В политическом плане наиболее существенным моментом христианской эры было то, что этот античный взгляд на мир и человека - смертные люди в вечном или потенциально вечном мире - был повернут на 180 градусов: люди, обладающие вечной жизнью в вечно изменяющемся мире, конечный удел которого - смерть; в то время как признаком Нового времени явилось новое обращение к Античности в поиске прецедента собственной озабоченности будущим дел человеческих на земле. Можно прийти к выводу, что степень секуляризованности мира и мирскости людей в каждую данную эпоху лучше всего определять той мерой, в какой озабоченность будущим мира берет в головах людей верх над озабоченностью своей собственной судьбой в загробной жизни. Таким образом, ситуацию, когда даже весьма религиозные люди желали не только правления, которое оставляло бы им свободу для работы над своим индивидуальным спасением, но хотели "установить правление ... более соответствующее достоинству человеческой природы ... и передать подобное правление своим потомкам вместе со средствами защиты и сохранения его вовеки"[425], можно считать приметой секулярности новой эпохи. Подобным образом, во всяком случае, виделись Джону Адамсу подлинные намерения пуритан, и степень его правоты равняется той мере, в какой сами пуритане не были только пилигримами, но "отцами-пилигримами" - основателями колоний с их потребностями и нуждами не в потустороннем, но в этом, населенном смертными людьми мире.

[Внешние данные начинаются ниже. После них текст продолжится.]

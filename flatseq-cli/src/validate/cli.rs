use clap::{Arg, ArgAction, Command, arg};

pub const VALIDATE_CMD: &str = "validate";

pub fn create_validate_cli() -> Command {
    Command::new(VALIDATE_CMD)
        .about("Parse every record and report the validation messages.")
        .arg(Arg::new("inputs").required(true).num_args(1..))
        .arg(arg!(--from <format> "Input format: embl, genbank, agp or fasta (default: by extension)"))
        .arg(arg!(--json "Print the messages as a JSON array").action(ArgAction::SetTrue))
}
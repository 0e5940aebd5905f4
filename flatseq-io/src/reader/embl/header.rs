use flatseq_core::models::{Topology, XRef};
use flatseq_core::validation::messages;
use flatseq_core::ValidationMessage;
use once_cell::sync::Lazy;

use crate::reader::block::{Block, EntryState};
use crate::reader::location::parse_location;
use crate::reader::matcher::Matcher;
use crate::utils::split_list;

/// Written in place of an absent `ID` line field.
pub const PLACEHOLDER: &str = "XXX";

static ID: Lazy<Matcher> = Lazy::new(|| {
    Matcher::new(
        r"^([^;\s]+);\s*SV\s+([^;\s]+);\s*([^;\s]+);\s*([^;]+?);\s*([^;\s]+);\s*([^;\s]+);\s*(\d+)\s+BP\.?$",
    )
});
static DT_CREATED: Lazy<Matcher> =
    Lazy::new(|| Matcher::new(r"^(\S+)\s*\((?:Rel\.\s*(\d+),\s*)?Created\)$"));
static DT_UPDATED: Lazy<Matcher> = Lazy::new(|| {
    Matcher::new(r"^(\S+)\s*\((?:Rel\.\s*(\d+),\s*)?Last updated(?:,\s*Version\s*(\d+))?\)$")
});
static DR: Lazy<Matcher> = Lazy::new(|| Matcher::new(r"^([^;]+);\s*([^;]+?)(?:;\s*([^;]+?))?\.?$"));

fn present(value: Option<String>) -> Option<String> {
    value.filter(|v| v != PLACEHOLDER)
}

/// `ID   X56734; SV 1; linear; mRNA; STD; PLN; 1859 BP.`
pub fn read_id(block: &Block, state: &mut EntryState) {
    let Some(matched) = ID.captures(&block.text) else {
        state.invalid_line(block);
        return;
    };
    let entry = &mut state.entry;
    entry.primary_accession = present(matched.string(1));
    entry.sequence.version = matched.integer(2);
    entry.sequence.topology = present(matched.string(3)).and_then(|t| t.parse::<Topology>().ok());
    entry.sequence.molecule_type = present(matched.string(4));
    entry.data_class = present(matched.string(5));
    entry.division = present(matched.string(6));
    entry.sequence.declared_length = matched.integer(7);
}

/// The first accession is primary unless the `ID` line already named one.
pub fn read_accessions(block: &Block, state: &mut EntryState) {
    let entry = &mut state.entry;
    for accession in split_list(&block.text, ';') {
        if entry.primary_accession.is_none() {
            entry.primary_accession = Some(accession);
        } else if entry.primary_accession.as_deref() != Some(accession.as_str()) {
            entry.secondary_accessions.push(accession);
        }
    }
}

/// `PR   Project:PRJNA12345;`
pub fn read_projects(block: &Block, state: &mut EntryState) {
    let projects = split_list(&block.text, ';')
        .into_iter()
        .map(|project| project.trim_start_matches("Project:").trim().to_string())
        .filter(|project| !project.is_empty());
    state.entry.projects.extend(projects);
}

pub fn read_date(block: &Block, state: &mut EntryState) {
    let (matched, created) = match DT_CREATED.captures(&block.text) {
        Some(matched) => (matched, true),
        None => match DT_UPDATED.captures(&block.text) {
            Some(matched) => (matched, false),
            None => {
                state.invalid_line(block);
                return;
            }
        },
    };

    let date = match matched.date(1) {
        Ok(date) => date,
        Err(text) => {
            state.report(ValidationMessage::error(messages::INVALID_DATE, block.origin.clone()).param(text));
            None
        }
    };
    let release = matched.integer(2);
    let entry = &mut state.entry;
    if created {
        entry.first_public = date;
        entry.first_public_release = release;
    } else {
        entry.last_updated = date;
        entry.last_updated_release = release;
        entry.entry_version = matched.integer(3);
    }
}

pub fn read_description(block: &Block, state: &mut EntryState) {
    if !block.text.is_empty() {
        state.entry.description = Some(block.text.clone());
    }
}

/// `KW   a; b; c.` where a lone `.` means no keywords.
pub fn read_keywords(block: &Block, state: &mut EntryState) {
    state.entry.keywords.extend(split_list(&block.text, ';'));
}

/// `DR   MD5; 1e51ca3a5450c43524b9185c236cc5cc.`
pub fn read_xref(block: &Block, state: &mut EntryState) {
    let Some(matched) = DR.captures(&block.text) else {
        state.invalid_line(block);
        return;
    };
    let (Some(database), Some(primary_id)) = (matched.string(1), matched.string(2)) else {
        state.invalid_line(block);
        return;
    };
    let mut xref = XRef::new(database, primary_id);
    xref.secondary_id = matched.string(3);
    state.entry.xrefs.push(xref);
}

///
/// Free-text comment. Separate comment blocks are kept on separate lines.
///
pub fn read_comment(block: &Block, state: &mut EntryState) {
    append_comment(&mut state.entry.comment, &block.text);
}

pub fn append_comment(comment: &mut Option<String>, text: &str) {
    if text.trim().is_empty() {
        return;
    }
    match comment {
        Some(existing) => {
            existing.push('\n');
            existing.push_str(text);
        }
        None => *comment = Some(text.to_string()),
    }
}

/// Contig map of a scaffold or CON record.
pub fn read_contigs(block: &Block, state: &mut EntryState) {
    match parse_location(&block.text) {
        Ok(contigs) => state.entry.sequence.contigs = contigs,
        Err(e) => state.report(
            ValidationMessage::error(messages::INVALID_LOCATION, block.origin.clone())
                .param(&block.text)
                .param(e),
        ),
    }
}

Что было справедливо по отношению к предреволюционной политической мысли и основателям колоний, еще более справедливо по отношению к революциям и "отцам-основателям". Эта новая "озабоченность долговечным государством", столь ясно различимая в писаниях Харрингтона[426], побудила Адамса назвать "божественной" новую политическую науку, которая имела дело с "институтами, существующими на протяжении многих поколений"; и нигде этот специфически современный аспект революций не получил более краткого и яркого выражения, как в изречении Робеспьера: "Смерть - это начало бессмертия". Эта озабоченность постоянством и стабильностью красной нитью, но в более спокойной и деловой форме, проходит через конституционные дебаты, два крайних, но тем не менее составляющих единое целое полюса в которых занимали Гамильтон и Джефферсон. Первый считал, что "конституции должны быть постоянными и [что] они не могут предусмотреть все возможные изменения вещей"[427], тогда как Джефферсон, не менее заинтересованный в "прочном основании для свободной, долговечной и хорошо управляемой республики", был убежден, что "ничто не является неизменным, кроме прирожденных и неотчуждаемых прав человека", поскольку они - дело рук не человека, но его Творца[428]. Тем самым дискуссия о распределении и балансе властей, центральном вопросе конституционных дебатов, отчасти все еще велась на языке древнего понятия смешанной формы правления, которая, сочетая монархический, аристократический и демократический элементы в одном политическом организме, была бы способна остановить цикл вечного изменения, возвышения и падения империй и установить вечный город.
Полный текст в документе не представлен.